# Pre-clustering classification cleaning


<!-- WARNING: THIS FILE WAS AUTOGENERATED! DO NOT EDIT! -->

## NaN sweep — drop incomplete markings

------------------------------------------------------------------------

<a
href="https://github.com/michaelaye/p4tools/blob/main/p4tools/production/cleaning.py#L51"
target="_blank" style="float:right; font-size:smaller">source</a>

### filter_nan_required

``` python

def filter_nan_required(
    df:DataFrame
)->DataFrame:

```

*Drop fans/blotches missing any required column.*

Required cols: fans need `x, y, distance, angle, spread`; blotches need
`x, y, radius_1, radius_2`. Rows with `marking != fan|blotch` pass
through untouched.

## Default-marking filter (Zooniverse v1 only)

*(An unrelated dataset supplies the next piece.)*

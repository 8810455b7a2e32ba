//! Credential manager implementations

pub mod simulated;

pub use simulated::{Scripted, SimulatedCredentialManager};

------------------------------------------------------------------------

<a
href="https://github.com/michaelaye/p4tools/blob/main/p4tools/production/cleaning.py#L65"
target="_blank" style="float:right; font-size:smaller">source</a>

### filter_default_markings

``` python

def filter_default_markings(
    df:DataFrame
)->DataFrame:

```

*Drop the legacy Zooniverse-v1 auto-spawned default markings.*

Verbatim port of legacy `planet4.reduction.filter_data` steps 2-5:

- Origin-pinned default fan:
  `|x|<eps & |y|<eps & |angle|<eps & distance~10`.
- Second-default fan: `|angle|~90 & spread~2.017450 & distance~10`.
- Origin-pinned 10x10 default ellipse blotch:
  `|x|<eps & |y|<eps & r1~10 & r2~10`.
- Origin-pinned `none` row.

Empirically a no-op for Panoptes-12978 data (the new UI does not
auto-spawn these defaults on click-without-drag); kept available for
legacy reprocessing.

## Out-of-frame filter — drop markings far outside tile

------------------------------------------------------------------------

<a
href="https://github.com/michaelaye/p4tools/blob/main/p4tools/production/cleaning.py#L109"
target="_blank" style="float:right; font-size:smaller">source</a>

### filter_out_of_frame

``` python

def filter_out_of_frame(
    df:DataFrame, tolerance_px:int=25
)->DataFrame:

```

*Drop markings whose centre falls more than `tolerance_px` outside the*
840x648 tile. `marking == "none"` rows are exempted (they record
‘volunteer saw nothing’ and have meaningless coords).

## Blotch geometry canonicalisation

------------------------------------------------------------------------

<a
href="https://github.com/michaelaye/p4tools/blob/main/p4tools/production/cleaning.py#L130"
target="_blank" style="float:right; font-size:smaller">source</a>

### canonicalize_blotch_geometry

``` python

def canonicalize_blotch_geometry(
    df:DataFrame
)->DataFrame:

```

*Make blotch ellipses canonical: `radius_1 >= radius_2`, angle in
`[0, 180)`.*

Verbatim port of legacy `planet4.reduction.convert_ellipse_angles`:
where `radius_1 < radius_2` we swap the radii **and** add 90 deg to the
angle, then take `angle % 180` (ellipse symmetry).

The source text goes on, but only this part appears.